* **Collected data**
// SPDX-FileCopyrightText: © 2025 TTKB, LLC
// SPDX-License-Identifier: BSD-3-CLAUSE

use std::path::PathBuf;
use std::process::ExitCode;

use anyhow::Result;
use clap::{ArgAction, CommandFactory, Parser, Subcommand};
use log::LevelFilter;
use simplelog::{ColorChoice, TermLogger, TerminalMode};

use zbank::cli;
use zbank::extract::{Config, ExtractMode};
use zbank::report::{ConsoleReporter, Reporter};

/// Extract audiobanks from decompressed Ocarina of Time and Majora's Mask ROMs.
#[derive(Debug, Parser)]
#[clap(name = env!("CARGO_CRATE_NAME"), version)]
#[command(version, about, long_about = None)]
pub struct App {
    /// a decompressed, big-endian ROM
    #[arg(required = false)]
    rom: Option<PathBuf>,

    /// which banks to extract
    #[arg(long, value_enum, default_value_t = ExtractMode::ChangedOnly)]
    mode: ExtractMode,

    /// the directory to write banks to (default: <game>_<date>_<time>)
    #[arg(short, long)]
    output: Option<PathBuf>,

    /// disable colored output
    #[arg(long, global = true)]
    no_color: bool,

    /// log more detail (repeat for more)
    #[arg(short, long, action = ArgAction::Count, global = true)]
    verbose: u8,

    #[clap(subcommand)]
    command: Option<CLICommand>,
}

#[derive(Debug, Subcommand)]
enum CLICommand {
    /// Extract audiobanks and bank metadata
    Rip {
        /// a decompressed, big-endian ROM
        #[arg(required = true)]
        rom: PathBuf,

        /// which banks to extract
        #[arg(long, value_enum, default_value_t = ExtractMode::ChangedOnly)]
        mode: ExtractMode,

        /// the directory to write banks to (default: <game>_<date>_<time>)
        #[arg(short, long)]
        output: Option<PathBuf>,
    },

    /// List the audiobank index table of a ROM
    List {
        /// a decompressed, big-endian ROM
        #[arg(required = true)]
        rom: PathBuf,
    },
}

fn run(args: App, reporter: &mut ConsoleReporter<std::io::Stdout>) -> Result<()> {
    match args.command {
        Some(command) => match command {
            CLICommand::Rip { rom, mode, output } => {
                reporter.banner();
                cli::rip(&rom, output, &Config::new(mode), reporter)?;
            }
            CLICommand::List { rom } => cli::list(&mut std::io::stdout(), &rom)?,
        },
        None => match args.rom {
            Some(rom) => {
                reporter.banner();
                cli::rip(&rom, args.output, &Config::new(args.mode), reporter)?;
            }
            None => {
                let a = App::command().render_help();
                eprintln!("{}", a);
            }
        },
    }

    Ok(())
}

fn main() -> ExitCode {
    let args = App::parse();

    let level = match args.verbose {
        0 => LevelFilter::Warn,
        1 => LevelFilter::Info,
        2 => LevelFilter::Debug,
        _ => LevelFilter::Trace,
    };
    let color = if args.no_color {
        ColorChoice::Never
    } else {
        ColorChoice::Auto
    };
    if let Err(e) = TermLogger::init(
        level,
        simplelog::Config::default(),
        TerminalMode::Stderr,
        color,
    ) {
        eprintln!("could not initialize logging: {e}");
    }

    let mut reporter = ConsoleReporter::stdout(!args.no_color);
    match run(args, &mut reporter) {
        Ok(()) => ExitCode::SUCCESS,
        Err(e) => {
            reporter.on_fatal(&e);
            ExitCode::FAILURE
        }
    }
}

* **Exercise objective**
All records above must be set down exactly, please.

* **Answer to this exercise**
// SPDX-FileCopyrightText: © 2025 TTKB, LLC
// SPDX-License-Identifier: BSD-3-CLAUSE

use std::path::PathBuf;
use std::process::ExitCode;

use anyhow::Result;
use clap::{ArgAction, CommandFactory, Parser, Subcommand};
use log::LevelFilter;
use simplelog::{ColorChoice, TermLogger, TerminalMode};

use zbank::cli;
use zbank::extract::{Config, ExtractMode};
use zbank::report::{ConsoleReporter, Reporter};

/// Extract audiobanks from decompressed Ocarina of Time and Majora's Mask ROMs.
#[derive(Debug, Parser)]
#[clap(name = env!("CARGO_CRATE_NAME"), version)]
#[command(version, about, long_about = None)]
pub struct App {
    /// a decompressed, big-endian ROM
    #[arg(required = false)]
    rom: Option<PathBuf>,

    /// which banks to extract
    #[arg(long, value_enum, default_value_t = ExtractMode::ChangedOnly)]
    mode: ExtractMode,

    /// the directory to write banks to (default: <game>_<date>_<time>)
    #[arg(short, long)]
    output: Option<PathBuf>,

    /// disable colored output
    #[arg(long, global = true)]
    no_color: bool,

    /// log more detail (repeat for more)
    #[arg(short, long, action = ArgAction::Count, global = true)]
    verbose: u8,

    #[clap(subcommand)]
    command: Option<CLICommand>,
}

#[derive(Debug, Subcommand)]
enum CLICommand {
    /// Extract audiobanks and bank metadata
    Rip {
        /// a decompressed, big-endian ROM
        #[arg(required = true)]
        rom: PathBuf,

        /// which banks to extract
        #[arg(long, value_enum, default_value_t = ExtractMode::ChangedOnly)]
        mode: ExtractMode,

        /// the directory to write banks to (default: <game>_<date>_<time>)
        #[arg(short, long)]
        output: Option<PathBuf>,
    },

    /// List the audiobank index table of a ROM
    List {
        /// a decompressed, big-endian ROM
        #[arg(required = true)]
        rom: PathBuf,
    },
}

fn run(args: App, reporter: &mut ConsoleReporter<std::io::Stdout>) -> Result<()> {
    match args.command {
        Some(command) => match command {
            CLICommand::Rip { rom, mode, output } => {
                reporter.banner();
                cli::rip(&rom, output, &Config::new(mode), reporter)?;
            }
            CLICommand::List { rom } => cli::list(&mut std::io::stdout(), &rom)?,
        },
        None => match args.rom {
            Some(rom) => {
                reporter.banner();
                cli::rip(&rom, args.output, &Config::new(args.mode), reporter)?;
            }
            None => {
                let a = App::command().render_help();
                eprintln!("{}", a);
            }
        },
    }

    Ok(())
}

fn main() -> ExitCode {
    let args = App::parse();

    let level = match args.verbose {
        0 => LevelFilter::Warn,
        1 => LevelFilter::Info,
        2 => LevelFilter::Debug,
        _ => LevelFilter::Trace,
    };
    let color = if args.no_color {
        ColorChoice::Never
    } else {
        ColorChoice::Auto
    };
    if let Err(e) = TermLogger::init(
        level,
        simplelog::Config::default(),
        TerminalMode::Stderr,
        color,
    ) {
        eprintln!("could not initialize logging: {e}");
    }

    let mut reporter = ConsoleReporter::stdout(!args.no_color);
    match run(args, &mut reporter) {
        Ok(()) => ExitCode::SUCCESS,
        Err(e) => {
            reporter.on_fatal(&e);
            ExitCode::FAILURE
        }
    }
}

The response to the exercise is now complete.